研究目的
To synthesize and enhance the luminescent intensity of novel red-emitting rare earth molybdate phosphors NaLa(MoO4)2:Eu3+ for potential applications in white LEDs.
研究成果
The NaLa(MoO4)2:Eu3+ phosphors were successfully synthesized with tetragonal Scheelite structure, exhibiting strong red emission at 616 nm under UV, NUV, and blue light excitation. Doping with Bi3+ (optimum concentration 0.02) and using NH4F flux (optimum dosage 5%) effectively enhanced luminescent intensity by up to 40%, making them suitable for white LED applications.
研究不足
The method may have limitations in scalability for industrial production, and the effects of higher doping concentrations or other fluxing agents were not explored. The reaction conditions are specific to the microwave and calcination setup used.
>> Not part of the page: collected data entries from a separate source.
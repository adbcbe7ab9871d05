// Build script for heartlink_core - embeds the toolchain version at compile time

use std::process::Command;

fn main() {
    let rustc = std::env::var("RUSTC").unwrap_or_else(|_| "rustc".to_string());

    let version = Command::new(rustc)
        .arg("--version")
        .output()
        .ok()
        .filter(|output| output.status.success())
        .map(|output| String::from_utf8_lossy(&output.stdout).trim().to_string())
        .filter(|version| !version.is_empty())
        .unwrap_or_else(|| "rustc (unknown version)".to_string());

    let target = std::env::var("TARGET").unwrap_or_else(|_| "unknown-target".to_string());

    // rustc-env values must stay on one line
    println!("cargo:rustc-env=HEARTLINK_RUSTC_VERSION={}", version.replace(['\n', '\r'], " "));
    println!("cargo:rustc-env=HEARTLINK_BUILD_TARGET={}", target);

    println!("cargo:rerun-if-changed=build.rs");
    println!("cargo:rerun-if-env-changed=RUSTC");
}
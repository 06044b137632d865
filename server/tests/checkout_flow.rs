//! End-to-end settlement tests: fee split, balance movements, ledger
//! consistency, and the concurrent-checkout regression.

mod common;

use common::*;
use server::db::repository;
use server::settlement::SettlementError;
use shared::models::{AccountType, OrderStatus, TREASURY_ID};

const SERVICE_FEE_25: f64 = 25.0 * 15.0 / 85.0; // ≈ 4.4118
const TOTAL_FEE_25: f64 = 25.0 + SERVICE_FEE_25; // ≈ 29.4118

/// A {10.00 × 2, 5.00 × 1} cart with balance 30.00 succeeds and
/// moves exactly (−total, +subtotal, +service) across the three accounts.
#[tokio::test]
async fn checkout_moves_money_between_all_three_accounts() {
    let app = spawn().await;
    let customer = seed_customer(&app, "anna@example.com", 30.0).await;
    let (_, restaurant, item_a, item_b) = seed_restaurant(&app, "pizza@example.com").await;

    app.state.carts.add_item(customer.id, &item_a, 2).unwrap();
    app.state.carts.add_item(customer.id, &item_b, 1).unwrap();

    let detail = app
        .state
        .settlement
        .checkout(customer.id, &customer)
        .await
        .expect("checkout succeeds");

    approx_eq(detail.order.original_fee, 25.0);
    approx_eq(detail.order.service_fee, SERVICE_FEE_25);
    approx_eq(detail.order.total_price, TOTAL_FEE_25);
    approx_eq(
        detail.order.total_price,
        detail.order.original_fee + detail.order.service_fee,
    );
    assert_eq!(detail.order.status, OrderStatus::Pending);
    assert!(!detail.order.cashback_applied);
    assert_eq!(detail.items.len(), 2);

    approx_eq(user_balance(&app, customer.id).await, 30.0 - TOTAL_FEE_25);
    approx_eq(restaurant_balance(&app, restaurant.id).await, 25.0);
    approx_eq(treasury_earnings(&app).await, SERVICE_FEE_25);

    // The cart is consumed only by the committed settlement.
    assert!(app.state.carts.get(customer.id).is_empty());

    // The order snapshot is decoupled from the cart.
    let persisted = repository::order::find_detail(&app.state.db.pool, detail.order.id)
        .await
        .unwrap();
    assert_eq!(persisted.items.len(), 2);
}

/// Balances are caches of the append-only ledger.
#[tokio::test]
async fn ledger_entries_sum_to_balances() {
    let app = spawn().await;
    let customer = seed_customer(&app, "anna@example.com", 50.0).await;
    let (_, restaurant, item_a, _) = seed_restaurant(&app, "pizza@example.com").await;

    app.state.carts.add_item(customer.id, &item_a, 2).unwrap();
    app.state
        .settlement
        .checkout(customer.id, &customer)
        .await
        .unwrap();

    let pool = &app.state.db.pool;
    let customer_sum = repository::ledger::account_sum(pool, AccountType::Customer, customer.id)
        .await
        .unwrap();
    approx_eq(customer_sum, user_balance(&app, customer.id).await);

    let restaurant_sum =
        repository::ledger::account_sum(pool, AccountType::Restaurant, restaurant.id)
            .await
            .unwrap();
    approx_eq(restaurant_sum, restaurant_balance(&app, restaurant.id).await);

    let treasury_sum = repository::ledger::account_sum(pool, AccountType::Treasury, TREASURY_ID)
        .await
        .unwrap();
    approx_eq(treasury_sum, treasury_earnings(&app).await);
}

/// Balance 29.00 < required 29.4118: checkout fails and nothing moves.
#[tokio::test]
async fn checkout_insufficient_balance_mutates_nothing() {
    let app = spawn().await;
    let customer = seed_customer(&app, "broke@example.com", 29.0).await;
    let (_, restaurant, item_a, item_b) = seed_restaurant(&app, "pizza@example.com").await;

    app.state.carts.add_item(customer.id, &item_a, 2).unwrap();
    app.state.carts.add_item(customer.id, &item_b, 1).unwrap();

    let err = app
        .state
        .settlement
        .checkout(customer.id, &customer)
        .await
        .unwrap_err();
    assert!(matches!(err, SettlementError::InsufficientBalance { .. }));

    approx_eq(user_balance(&app, customer.id).await, 29.0);
    approx_eq(restaurant_balance(&app, restaurant.id).await, 0.0);
    approx_eq(treasury_earnings(&app).await, 0.0);
    // Cart stays intact for retry.
    assert_eq!(app.state.carts.get(customer.id).lines().count(), 2);
}

#[tokio::test]
async fn checkout_closed_restaurant_mutates_nothing() {
    let app = spawn().await;
    let customer = seed_customer(&app, "anna@example.com", 100.0).await;
    let (_, restaurant, item_a, _) = seed_restaurant(&app, "pizza@example.com").await;
    repository::restaurant::set_open(&app.state.db.pool, restaurant.id, false)
        .await
        .unwrap();

    app.state.carts.add_item(customer.id, &item_a, 1).unwrap();

    let err = app
        .state
        .settlement
        .checkout(customer.id, &customer)
        .await
        .unwrap_err();
    assert!(matches!(err, SettlementError::RestaurantClosed(id) if id == restaurant.id));

    approx_eq(user_balance(&app, customer.id).await, 100.0);
    approx_eq(restaurant_balance(&app, restaurant.id).await, 0.0);
    assert!(!app.state.carts.get(customer.id).is_empty());
}

#[tokio::test]
async fn checkout_empty_cart_fails() {
    let app = spawn().await;
    let customer = seed_customer(&app, "anna@example.com", 100.0).await;
    seed_restaurant(&app, "pizza@example.com").await;

    let err = app
        .state
        .settlement
        .checkout(customer.id, &customer)
        .await
        .unwrap_err();
    assert!(matches!(err, SettlementError::EmptyCart));
}

#[tokio::test]
async fn checkout_requires_customer_role() {
    let app = spawn().await;
    let (owner, _, _, _) = seed_restaurant(&app, "pizza@example.com").await;

    // An owner cannot shop; the role gate fires before the cart is consulted.
    let err = app
        .state
        .settlement
        .checkout(owner.id, &owner)
        .await
        .unwrap_err();
    assert!(matches!(err, SettlementError::Unauthorized(_)));
}

/// Regression for the lost-update race: two concurrent checkouts against the
/// same restaurant must both land; the final balance is the sum of both
/// subtotals, never just one of them.
#[tokio::test]
async fn concurrent_checkouts_do_not_lose_updates() {
    let app = spawn().await;
    let anna = seed_customer(&app, "anna@example.com", 50.0).await;
    let ben = seed_customer(&app, "ben@example.com", 50.0).await;
    let (_, restaurant, item_a, item_b) = seed_restaurant(&app, "pizza@example.com").await;

    app.state.carts.add_item(anna.id, &item_a, 2).unwrap();
    app.state.carts.add_item(anna.id, &item_b, 1).unwrap();
    app.state.carts.add_item(ben.id, &item_a, 2).unwrap();
    app.state.carts.add_item(ben.id, &item_b, 1).unwrap();

    let engine_a = app.state.settlement.clone();
    let engine_b = app.state.settlement.clone();
    let anna_clone = anna.clone();
    let ben_clone = ben.clone();

    let (ra, rb) = tokio::join!(
        tokio::spawn(async move { engine_a.checkout(anna_clone.id, &anna_clone).await }),
        tokio::spawn(async move { engine_b.checkout(ben_clone.id, &ben_clone).await }),
    );
    ra.unwrap().expect("first checkout succeeds");
    rb.unwrap().expect("second checkout succeeds");

    approx_eq(restaurant_balance(&app, restaurant.id).await, 50.0);
    approx_eq(treasury_earnings(&app).await, 2.0 * SERVICE_FEE_25);
    approx_eq(user_balance(&app, anna.id).await, 50.0 - TOTAL_FEE_25);
    approx_eq(user_balance(&app, ben.id).await, 50.0 - TOTAL_FEE_25);
}

/// A customer cannot spend the same balance twice in racing checkouts.
#[tokio::test]
async fn concurrent_checkouts_cannot_double_spend() {
    let app = spawn().await;
    // Enough for one order (≈29.41) but not two.
    let anna = seed_customer(&app, "anna@example.com", 40.0).await;
    let (_, restaurant, item_a, item_b) = seed_restaurant(&app, "pizza@example.com").await;

    app.state.carts.add_item(anna.id, &item_a, 2).unwrap();
    app.state.carts.add_item(anna.id, &item_b, 1).unwrap();

    // First checkout consumes the cart; rebuild it to race a second order.
    let first = app.state.settlement.checkout(anna.id, &anna).await;
    assert!(first.is_ok());
    app.state.carts.add_item(anna.id, &item_a, 2).unwrap();
    app.state.carts.add_item(anna.id, &item_b, 1).unwrap();

    let second = app.state.settlement.checkout(anna.id, &anna).await;
    match second {
        Err(SettlementError::InsufficientBalance { required, available }) => {
            assert!(available < required);
        }
        other => panic!("expected InsufficientBalance, got {other:?}"),
    }

    // Exactly one settlement landed.
    approx_eq(restaurant_balance(&app, restaurant.id).await, 25.0);
    approx_eq(user_balance(&app, anna.id).await, 40.0 - TOTAL_FEE_25);
}

#[tokio::test]
async fn topup_credits_balance_and_ledger() {
    let app = spawn().await;
    let customer = seed_customer(&app, "anna@example.com", 0.0).await;

    let balance = app.state.settlement.topup(&customer, 42.5).await.unwrap();
    approx_eq(balance, 42.5);

    let entries = repository::ledger::find_by_account(
        &app.state.db.pool,
        AccountType::Customer,
        customer.id,
    )
    .await
    .unwrap();
    assert_eq!(entries.len(), 1);
    approx_eq(entries[0].amount, 42.5);

    assert!(
        app.state
            .settlement
            .topup(&customer, -5.0)
            .await
            .is_err()
    );
    assert!(app.state.settlement.topup(&customer, 0.0).await.is_err());
}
1:Experimental Design and Method Selection:
The phosphors were synthesized using a sol-gel method assisted by microwave to achieve homogeneous composition and uniform particle size, with calcination at 800°C.
2:Sample Selection and Data Sources:
Analytical reagents including (NH4)6Mo7O24·4H2O, HNO3, NaNO3, Eu2O3, La2O3, Bi(NO3)3, NH4F, citric acid, and aqueous ammonia were used as starting materials.
3:List of Experimental Equipment and Materials:
A WG700SL2011-KG microwave oven for heating, a drying oven at 90°C, a muffle furnace for calcination, a Nicolet 380 Fourier transform infrared spectrometer for FTIR, a Y2000 diffractometer for XRD, and an F-380 fluorescence spectrophotometer for PL measurements.
4:Experimental Procedures and Operational Workflow:
Dissolve Eu2O3 and La2O3 in HNO3, prepare solutions, mix with other reagents, adjust pH to 2-3, treat with ultrasonic wave, heat in microwave to form gel, dry at 90°C, grind precursor, calcine at 800°C for 3 hours.
5:Data Analysis Methods:
FTIR spectra analyzed for functional groups, XRD patterns compared with JCPDS card for phase identification, excitation and emission spectra recorded and analyzed for luminescent properties.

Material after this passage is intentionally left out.